Después de 26 años, la ironía de la situación lo rebasaba. Supuestamente tenía corriente, pero seguía usando la misma linterna de baterías que le había servido durante las dos últimas décadas.

Pero todo eso es normal para la trayectoria de este país que, 13 años después de que terminó la guerra civil, sigue tratando de recomponer las piezas que la guerra dispersó. Catorce años de guerra cobraron 200,000 vidas y arrasaron con Liberia, produciendo generales que realizaban sacrificios rituales de niños antes de ir a la batalla, desnudos salvo por los zapatos y una pistola.

Para cuando la guerra finalmente terminó en 2003 y Charles Taylor fue escoltado fuera del país, para eventualmente enfrentar una sentencia por crímenes de guerra, la nación era un cascarón. Las escuelas estaban destrozadas. Los que representaban a una especie de clase media habían huido. La infraestructura estaba destruida.

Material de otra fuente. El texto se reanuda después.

use std::time::Duration;

use thiserror::Error;

pub type Result<T> = std::result::Result<T, GraphError>;

#[derive(Debug, Error)]
pub enum GraphError {
    #[error("Network error: {0}")]
    Network(String),

    #[error("API error (status {status}): {message}")]
    Api { status: u16, message: String },

    #[error("Parse error: {0}")]
    Parse(String),

    #[error("Rate limited by server")]
    RateLimited { retry_after: Option<Duration> },

    #[error("Invalid request URL: {0}")]
    Url(String),
}

impl From<reqwest::Error> for GraphError {
    fn from(err: reqwest::Error) -> Self {
        GraphError::Network(err.to_string())
    }
}

impl From<serde_json::Error> for GraphError {
    fn from(err: serde_json::Error) -> Self {
        GraphError::Parse(err.to_string())
    }
}

impl From<url::ParseError> for GraphError {
    fn from(err: url::ParseError) -> Self {
        GraphError::Url(err.to_string())
    }
}
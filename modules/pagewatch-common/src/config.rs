use std::env;
use std::path::PathBuf;
use std::time::Duration;

use tracing::info;

/// Application configuration loaded from environment variables.
///
/// The access token has no default of any kind; startup fails without it.
#[derive(Debug, Clone)]
pub struct WatchConfig {
    // Target
    pub page_id: String,
    pub post_id: String,
    pub access_token: String,

    // API endpoint
    pub base_url: String,
    pub api_version: String,

    // Polling and retries
    pub poll_interval: Duration,
    pub max_retries: u32,
    pub retry_delay: Duration,

    // Output files
    pub data_file: PathBuf,
    pub state_file: PathBuf,
}

impl WatchConfig {
    /// Load configuration for the incremental monitor.
    /// Panics with a clear message if required vars are missing.
    pub fn from_env() -> Self {
        Self {
            page_id: required_env("PAGE_ID"),
            post_id: required_env("POST_ID"),
            access_token: required_env("PAGE_ACCESS_TOKEN"),
            base_url: env_or("GRAPH_BASE_URL", "https://graph.facebook.com"),
            api_version: env_or("GRAPH_API_VERSION", "v19.0"),
            poll_interval: Duration::from_secs(env_u64_or("POLL_INTERVAL_SECS", 5)),
            max_retries: env_u64_or("MAX_RETRIES", 3) as u32,
            retry_delay: Duration::from_secs(env_u64_or("RETRY_DELAY_SECS", 5)),
            data_file: PathBuf::from(env_or("DATA_FILE", "./page_comments.csv")),
            state_file: PathBuf::from(env_or("STATE_FILE", "./last_comment_state.json")),
        }
    }

    /// Load a minimal config for the one-shot archiver (no post target, no
    /// state file needed).
    pub fn archive_from_env() -> Self {
        Self {
            page_id: required_env("PAGE_ID"),
            post_id: env::var("POST_ID").unwrap_or_default(),
            access_token: required_env("PAGE_ACCESS_TOKEN"),
            base_url: env_or("GRAPH_BASE_URL", "https://graph.facebook.com"),
            api_version: env_or("GRAPH_API_VERSION", "v19.0"),
            poll_interval: Duration::from_secs(env_u64_or("POLL_INTERVAL_SECS", 60)),
            max_retries: env_u64_or("MAX_RETRIES", 3) as u32,
            retry_delay: Duration::from_secs(env_u64_or("RETRY_DELAY_SECS", 5)),
            data_file: PathBuf::from(env_or("DATA_FILE", "./page_posts_comments.csv")),
            state_file: PathBuf::new(),
        }
    }

    /// Log the loaded configuration with the token redacted.
    pub fn log_redacted(&self) {
        info!(
            page_id = self.page_id.as_str(),
            post_id = self.post_id.as_str(),
            base_url = self.base_url.as_str(),
            api_version = self.api_version.as_str(),
            poll_interval_secs = self.poll_interval.as_secs(),
            max_retries = self.max_retries,
            retry_delay_secs = self.retry_delay.as_secs(),
            data_file = %self.data_file.display(),
            state_file = %self.state_file.display(),
            "Configuration loaded (token redacted)"
        );
    }
}

fn required_env(key: &str) -> String {
    env::var(key).unwrap_or_else(|_| panic!("{key} environment variable is required"))
}

fn env_or(key: &str, default: &str) -> String {
    env::var(key).unwrap_or_else(|_| default.to_string())
}

fn env_u64_or(key: &str, default: u64) -> u64 {
    match env::var(key) {
        Ok(raw) => raw
            .parse()
            .unwrap_or_else(|_| panic!("{key} must be a number, got {raw:?}")),
        Err(_) => default,
    }
}
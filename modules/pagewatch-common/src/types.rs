use chrono::{DateTime, NaiveDateTime, Utc};
use serde::{Deserialize, Serialize};

/// Canonical display format for persisted timestamps.
pub const DISPLAY_TIME_FORMAT: &str = "%Y-%m-%d %H:%M:%S";

/// Placeholder for comments and posts with no text body.
pub const NO_TEXT_PLACEHOLDER: &str = "[No text]";

/// Placeholder for records with no resolvable author.
pub const UNKNOWN_AUTHOR: &str = "Unknown";

/// A normalized comment as persisted in the incremental table.
/// `id` values are unique across the entire table.
#[derive(Debug, Clone, PartialEq, Serialize, Deserialize)]
pub struct CommentRow {
    pub id: String,
    pub name: String,
    pub time: String,
    pub message: String,
}

/// Parse an API timestamp (ISO-8601 with offset, e.g.
/// `2024-05-01T10:00:00+0000`) into the canonical UTC display format.
/// Returns `None` for unparseable input, rendered downstream as an empty
/// cell.
pub fn normalize_display_time(raw: &str) -> Option<String> {
    DateTime::parse_from_str(raw, "%Y-%m-%dT%H:%M:%S%z")
        .ok()
        .map(|dt| dt.with_timezone(&Utc).format(DISPLAY_TIME_FORMAT).to_string())
}

/// Parse a stored state timestamp back into a UTC instant. Accepts both the
/// canonical display format (written by the sink, assumed UTC) and ISO-8601
/// with offset, so state files from either era load cleanly.
pub fn parse_state_time(raw: &str) -> Option<DateTime<Utc>> {
    if let Ok(dt) = DateTime::parse_from_str(raw, "%Y-%m-%dT%H:%M:%S%z") {
        return Some(dt.with_timezone(&Utc));
    }
    NaiveDateTime::parse_from_str(raw, DISPLAY_TIME_FORMAT)
        .ok()
        .map(|naive| naive.and_utc())
}

#[cfg(test)]
mod tests {
    use super::*;
    use chrono::TimeZone;

    #[test]
    fn display_time_from_offset_timestamp() {
        assert_eq!(
            normalize_display_time("2024-05-01T10:30:00+0000").as_deref(),
            Some("2024-05-01 10:30:00")
        );
        // Offset is folded into UTC, not discarded.
        assert_eq!(
            normalize_display_time("2024-05-01T10:30:00+0200").as_deref(),
            Some("2024-05-01 08:30:00")
        );
    }

    #[test]
    fn display_time_accepts_colon_offsets() {
        assert_eq!(
            normalize_display_time("2024-05-01T10:30:00+02:00").as_deref(),
            Some("2024-05-01 08:30:00")
        );
    }

    #[test]
    fn unparseable_time_is_none() {
        assert!(normalize_display_time("not a timestamp").is_none());
        assert!(normalize_display_time("").is_none());
        // Date-only input lacks the offset the API always sends.
        assert!(normalize_display_time("2024-05-01").is_none());
    }

    #[test]
    fn state_time_roundtrips_display_format() {
        let parsed = parse_state_time("2024-05-01 10:30:00").unwrap();
        assert_eq!(parsed, Utc.with_ymd_and_hms(2024, 5, 1, 10, 30, 0).unwrap());
    }

    #[test]
    fn state_time_accepts_iso_with_offset() {
        let parsed = parse_state_time("2024-05-01T10:30:00+0200").unwrap();
        assert_eq!(parsed, Utc.with_ymd_and_hms(2024, 5, 1, 8, 30, 0).unwrap());
    }

    #[test]
    fn state_time_rejects_garbage() {
        assert!(parse_state_time("yesterday").is_none());
    }
}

Y la corriente se había ido, llevándose con ella el agua corriente, las farolas de las calles y los simples supuestos de la vida cotidiana, entre ellos entrar en casa y encender las luces, o abrir el refrigerador y sacar un vaso de agua frío. El centro de Monrovia de noche parecía medieval; la velas en los escaparates proyectaban su tenue luz sobre los listones de agua residual que corría por las zanjas.

Los liberianos, como han hecho durante décadas, simplemente se adaptaron. Adquirieron baterías Tiger, la alternativa de bajo costo a los costosos generadores, y los usaron para conectar sus teléfonos celulares. Esos teléfonos celulares que luego usaban para iluminar su camino de noche, mientras se desplazaban por los oscuros caminos rurales y calles urbanas.

Compraban las llamadas linternas chinas cada dos o tres días. En Liberia, la frase “linterna china” no aplica a las luces rojas y doradas cubiertas de seda y satín que la gente cuelga en el Año Nuevo Chino. Más bien, es una fea lámpara cuadrada o rectangular operada por baterías, del tipo de las que se usarían en un campamento de noche.

Incluso los liberianos más ricos ⎯ aquellos con acceso a generadores ⎯ aún cuidan la electricidad como si se las fueran a robar.

Si uno entra en la casa del liberiano promedio durante el día, no encontrará ninguna luz encendida, ya no digamos aires acondicionados, ventiladores, televisores, radios o refrigeradores.

De hecho, la mayoría de los liberianos con generadores no tienen refrigeradores; tienen un congelador que conectan durante unas horas por la noche, lo suficiente para mantenerlo frío. Luego lo desconectan y mantienen la puerta cerrada, en ocasiones hasta por dos días, hasta que deciden que necesita otras cuatro horas de recarga.

Cuando la presidenta Ellen Johnson Sirleaf llegó a la planta de Mount Coffee un viernes de diciembre para accionar el interruptor que oficialmente indicaba la reapertura de la planta, hubo mucho alboroto aquí.

Flanqueada por Linda Thomas-Greenfield, la secretaria de estado asistente para asuntos africanos del gobierno del presidente Barack Obama, Sirleaf estaba visiblemente exultante, en gran parte porque, conforme se acerca al final de su mandato, finalmente estaba cumpliendo una de sus primeras promesas de 2006 de que pondría a funcionar de nuevo la planta de Mount Coffee.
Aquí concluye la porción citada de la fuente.